**REQUIRED WORK**
Each line of the data below holding the word "tracing" must be copied.

**THE INPUT**
···

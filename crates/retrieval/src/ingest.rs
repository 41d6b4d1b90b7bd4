//! Corpus ingestion: category directories → chunks → embeddings.

use crate::chunker::chunk_text;
use crate::corpus::CorpusStore;
use crate::embeddings::Embedder;
use crate::extract::DocumentExtractor;
use crate::types::BuildReport;
use std::path::{Path, PathBuf};
use std::sync::Arc;
use std::time::Instant;
use storyloom_core::{AppError, AppResult};
use walkdir::{DirEntry, WalkDir};

/// Everything an ingestion pass produces.
#[derive(Debug)]
pub struct IngestOutput {
    pub store: CorpusStore,

    /// One vector per chunk in `store`, by global position
    pub vectors: Vec<Vec<f32>>,

    pub report: BuildReport,
}

/// Ingest every document under `root`.
///
/// Each direct subdirectory of `root` is a category; each direct file of a
/// category is a document. Both are visited in file-name order and hidden
/// entries are skipped. A document whose extraction or embedding fails, or
/// which yields no text, is skipped with a warning.
pub async fn ingest_corpus(
    root: &Path,
    extractor: Arc<dyn DocumentExtractor>,
    embedder: &Embedder,
    chunk_size: usize,
) -> AppResult<IngestOutput> {
    let start = Instant::now();
    let mut store = CorpusStore::new();
    let mut vectors = Vec::new();
    let mut report = BuildReport::default();

    tracing::info!("Ingesting corpus at {:?} (chunk size: {})", root, chunk_size);

    if !root.is_dir() {
        warn(&mut report, format!("Corpus root {:?} does not exist or is not a directory", root));
    } else {
        for (category, dir) in list_entries(root, &mut report, |e| e.file_type().is_dir()) {
            store.add_category(&category);
            report.categories.insert(category.clone());

            let documents = list_entries(&dir, &mut report, |e| e.file_type().is_file());
            for (name, path) in documents {
                if !extractor.supports(&path) {
                    tracing::debug!("Ignoring unsupported file {:?}", path);
                    continue;
                }

                match ingest_document(&path, Arc::clone(&extractor), embedder, chunk_size).await {
                    Ok(Some((chunks, embedded))) => {
                        let range = store.append(&category, chunks);
                        tracing::debug!(
                            "Indexed '{}/{}': chunks {}..{}",
                            category,
                            name,
                            range.start,
                            range.end
                        );
                        vectors.extend(embedded);
                        report.documents_indexed += 1;
                    }
                    Ok(None) => {
                        report.documents_skipped += 1;
                        warn(&mut report, format!("Skipped {:?}: no text extracted", path));
                    }
                    Err(e) => {
                        report.documents_skipped += 1;
                        warn(&mut report, format!("Skipped {:?}: {}", path, e));
                    }
                }
            }
        }
    }

    if store.is_empty() {
        warn(&mut report, "No chunks were produced; the index will not be built".to_string());
    }

    report.chunks_indexed = store.len();
    report.duration_secs = start.elapsed().as_secs_f64();

    tracing::info!(
        "Ingestion completed: {} chunks from {} documents in {} categories ({} skipped) in {:.2}s",
        report.chunks_indexed,
        report.documents_indexed,
        report.categories.len(),
        report.documents_skipped,
        report.duration_secs
    );

    Ok(IngestOutput {
        store,
        vectors,
        report,
    })
}

/// Extract, chunk and embed one document. `None` when it has no words.
async fn ingest_document(
    path: &Path,
    extractor: Arc<dyn DocumentExtractor>,
    embedder: &Embedder,
    chunk_size: usize,
) -> AppResult<Option<(Vec<crate::types::Chunk>, Vec<Vec<f32>>)>> {
    let owned = path.to_path_buf();
    let text = tokio::task::spawn_blocking(move || extractor.extract(&owned))
        .await
        .map_err(|e| AppError::Extraction(format!("Extraction task failed: {}", e)))??;

    let chunks = chunk_text(&text, chunk_size);
    if chunks.is_empty() {
        return Ok(None);
    }

    let texts: Vec<String> = chunks.iter().map(|c| c.text().to_string()).collect();
    let embedded = embedder.embed(&texts).await?;

    Ok(Some((chunks, embedded)))
}

/// Direct, non-hidden children of `dir` accepted by `keep`, by file name.
fn list_entries(
    dir: &Path,
    report: &mut BuildReport,
    keep: impl Fn(&DirEntry) -> bool,
) -> Vec<(String, PathBuf)> {
    let mut entries = Vec::new();

    for entry in WalkDir::new(dir)
        .min_depth(1)
        .max_depth(1)
        .follow_links(true)
        .sort_by_file_name()
    {
        let entry = match entry {
            Ok(entry) => entry,
            Err(e) => {
                warn(report, format!("Cannot read entry in {:?}: {}", dir, e));
                continue;
            }
        };

        let Some(name) = entry.file_name().to_str().map(str::to_string) else {
            warn(report, format!("Skipped non UTF-8 path {:?}", entry.path()));
            continue;
        };

        if name.starts_with('.') || !keep(&entry) {
            continue;
        }

        entries.push((name, entry.into_path()));
    }

    entries
}

fn warn(report: &mut BuildReport, message: String) {
    tracing::warn!("{}", message);
    report.warnings.push(message);
}
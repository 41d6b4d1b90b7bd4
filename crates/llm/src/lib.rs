//! Generation service integration for storyloom.
//!
//! A provider-agnostic `LlmClient` trait with one non-streaming operation,
//! `complete`. Every client enforces a request timeout; a timeout fails the
//! whole request and is never retried.
//!
//! # Providers
//! - **Ollama**: local runtime (`/api/generate`)
//! - **Groq / OpenAI**: OpenAI-compatible `/chat/completions`
//!
//! # Example
//! ```no_run
//! use storyloom_llm::{create_client, LlmRequest};
//!
//! # async fn example() -> Result<(), Box<dyn std::error::Error>> {
//! let client = create_client("ollama", None, None, 60)?;
//! let request = LlmRequest::new("Tell me about dragons", "llama3.2")
//!     .with_temperature(0.5)
//!     .with_max_tokens(500);
//! let response = client.complete(&request).await?;
//! println!("{}", response.content);
//! # Ok(())
//! # }
//! ```

pub mod client;
pub mod factory;
pub mod providers;
pub mod types;

// Re-export main types
pub use client::{LlmClient, LlmRequest, LlmResponse, LlmUsage};
pub use factory::create_client;
pub use providers::{OllamaClient, OpenAiCompatibleClient};
pub use types::ProviderType;
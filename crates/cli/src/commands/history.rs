//! History command handler.

use super::print_json;
use clap::Args;
use serde::Serialize;
use storyloom_core::{config::AppConfig, AppResult};
use storyloom_story::{JsonFileSessionStore, SessionStore, StorySession};

/// List recorded story sessions
#[derive(Args, Debug)]
pub struct HistoryCommand {
    /// Only show sessions for this user
    #[arg(short, long)]
    pub user: Option<String>,

    /// Show at most this many of the most recent sessions
    #[arg(short = 'n', long)]
    pub limit: Option<usize>,

    /// Output as JSON
    #[arg(long)]
    pub json: bool,
}

#[derive(Debug, Serialize)]
struct HistoryEntry<'a> {
    session_id: &'a str,
    #[serde(flatten)]
    session: &'a StorySession,
}

impl HistoryCommand {
    pub fn execute(&self, config: &AppConfig) -> AppResult<()> {
        tracing::info!("Executing history command");

        let store = JsonFileSessionStore::for_workspace(&config.workspace);
        tracing::debug!("Reading sessions from {:?}", store.path());
        let mut sessions: Vec<(String, StorySession)> = store
            .list()?
            .into_iter()
            .filter(|(_, s)| self.user.as_ref().map_or(true, |u| &s.user == u))
            .collect();

        if let Some(limit) = self.limit {
            let skip = sessions.len().saturating_sub(limit);
            sessions.drain(..skip);
        }

        if self.json {
            let entries: Vec<HistoryEntry<'_>> = sessions
                .iter()
                .map(|(id, session)| HistoryEntry {
                    session_id: id,
                    session,
                })
                .collect();
            return print_json(&entries);
        }

        if sessions.is_empty() {
            println!("No sessions recorded.");
            return Ok(());
        }

        for (id, session) in &sessions {
            println!(
                "{}  {}  {}  [{}]",
                session.timestamp.format("%Y-%m-%d %H:%M:%S"),
                id,
                session.user,
                session.category.as_deref().unwrap_or("-")
            );
            println!("  {}", session.prompt);
        }

        Ok(())
    }
}
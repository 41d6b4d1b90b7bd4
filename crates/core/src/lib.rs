//! Storyloom Core Library
//!
//! This crate provides the foundational utilities shared by every storyloom crate:
//! - Error handling (`AppError`, `AppResult`)
//! - Logging infrastructure
//! - Application configuration

pub mod config;
pub mod error;
pub mod logging;

// Re-export commonly used types
pub use config::AppConfig;
pub use error::{AppError, AppResult};
//! Corpus retrieval for story generation.
//!
//! Documents under category directories are chunked, embedded and indexed
//! once; queries then find the nearest chunks globally or within a category.

pub mod chunker;
pub mod config;
pub mod context;
pub mod corpus;
pub mod embeddings;
pub mod extract;
pub mod index;
pub mod ingest;
pub mod retriever;
pub mod snapshot;
pub mod types;

#[cfg(test)]
mod tests;

pub use config::RetrievalConfig;
pub use context::RetrievalContext;
pub use corpus::CorpusStore;
pub use embeddings::{Embedder, EmbedderFingerprint, EmbeddingConfig};
pub use extract::{DocumentExtractor, FileExtractor};
pub use index::{FlatIndex, SearchHit};
pub use retriever::DEFAULT_TOP_K;
pub use snapshot::SnapshotStats;
pub use types::{BuildReport, Chunk, RetrievedChunk};

use std::fs;
use std::path::Path;
use std::sync::Arc;
use storyloom_core::{AppError, AppResult};

/// Build the corpus under the workspace (or `corpus_override`) and persist
/// the snapshot, replacing any previous one.
pub async fn ingest(workspace: &Path, corpus_override: Option<&Path>) -> AppResult<BuildReport> {
    let config = config::load_config(workspace)?;
    let root = corpus_override
        .map(Path::to_path_buf)
        .unwrap_or_else(|| config.corpus_root(workspace));

    let embedder = Arc::new(Embedder::from_config(&config.embedding)?);
    let (context, report) =
        RetrievalContext::build(&root, Arc::new(FileExtractor), embedder, config.chunk_size).await?;

    context.save(&config::get_snapshot_path(workspace))?;
    Ok(report)
}

/// Open the workspace's retrieval context, building it first if there is no
/// usable snapshot.
pub async fn open(workspace: &Path) -> AppResult<Arc<RetrievalContext>> {
    let config = config::load_config(workspace)?;
    let embedder = Arc::new(Embedder::from_config(&config.embedding)?);

    let (context, report) = RetrievalContext::open_or_build(
        &config::get_snapshot_path(workspace),
        &config.corpus_root(workspace),
        Arc::new(FileExtractor),
        embedder,
        config.chunk_size,
    )
    .await?;

    if let Some(report) = report {
        tracing::info!(
            "Built corpus on open: {} chunks, {} warnings",
            report.chunks_indexed,
            report.warnings.len()
        );
    }

    Ok(Arc::new(context))
}

/// Describe the persisted snapshot without building anything.
pub fn stats(workspace: &Path) -> AppResult<SnapshotStats> {
    let path = config::get_snapshot_path(workspace);
    if !path.exists() {
        return Err(AppError::IndexUnavailable(format!(
            "no snapshot at {:?}; run `storyloom ingest` first",
            path
        )));
    }

    let size = fs::metadata(&path)?.len();
    Ok(snapshot::read_snapshot(&path)?.stats(size))
}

···

**THE ANSWER**
    tracing::info!("Ingesting corpus at {:?} (chunk size: {})", root, chunk_size);
                    tracing::debug!("Ignoring unsupported file {:?}", path);
                        tracing::debug!(
    tracing::info!(
    tracing::warn!("{}", message);
        tracing::info!("Executing history command");
        tracing::debug!("Reading sessions from {:?}", store.path());
        tracing::info!(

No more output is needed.